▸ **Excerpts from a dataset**

^^^^^^^^

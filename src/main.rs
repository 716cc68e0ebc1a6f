//! infin8-admin - Admin Bootstrap Entry Point
//!
//! Ensures the admin account exists, then exits.

use infin8_admin::{accounts::SqliteAccountStore, config::Config, ensure_admin};
use tracing::{info, warn};
use tracing_subscriber::{layer::SubscriberExt, util::SubscriberInitExt};

fn main() -> anyhow::Result<()> {
    // Sequential run-to-completion; a single-threaded runtime is enough.
    let runtime = tokio::runtime::Builder::new_current_thread()
        .enable_all()
        .build()?;
    runtime.block_on(async_main())
}

async fn async_main() -> anyhow::Result<()> {
    // Initialize logging
    tracing_subscriber::registry()
        .with(
            tracing_subscriber::EnvFilter::try_from_default_env()
                .unwrap_or_else(|_| "infin8_admin=info".into()),
        )
        .with(tracing_subscriber::fmt::layer())
        .init();

    // Load configuration
    let config = Config::from_env()?;
    info!(
        "Loaded configuration: secret_store={}, accounts_db={}",
        config
            .secret_store
            .address
            .as_deref()
            .unwrap_or("(not configured)"),
        config.accounts_db_path.display()
    );

    let accounts =
        SqliteAccountStore::open(&config.accounts_db_path, &config.accounts_profile_columns)
            .await?;

    let report = ensure_admin(&config, &accounts).await;
    if report.succeeded() {
        info!("Admin bootstrap complete for '{}'", report.username);
    } else {
        warn!(
            "Admin bootstrap for '{}' did not complete; see errors above",
            report.username
        );
    }

    Ok(())
}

^^^^^^^^

▸ **WHAT IS EXPECTED**
Find, please, how many lines in the data include the word "complete", and put down that number only.

▸ **EXERCISE SOLUTION**
2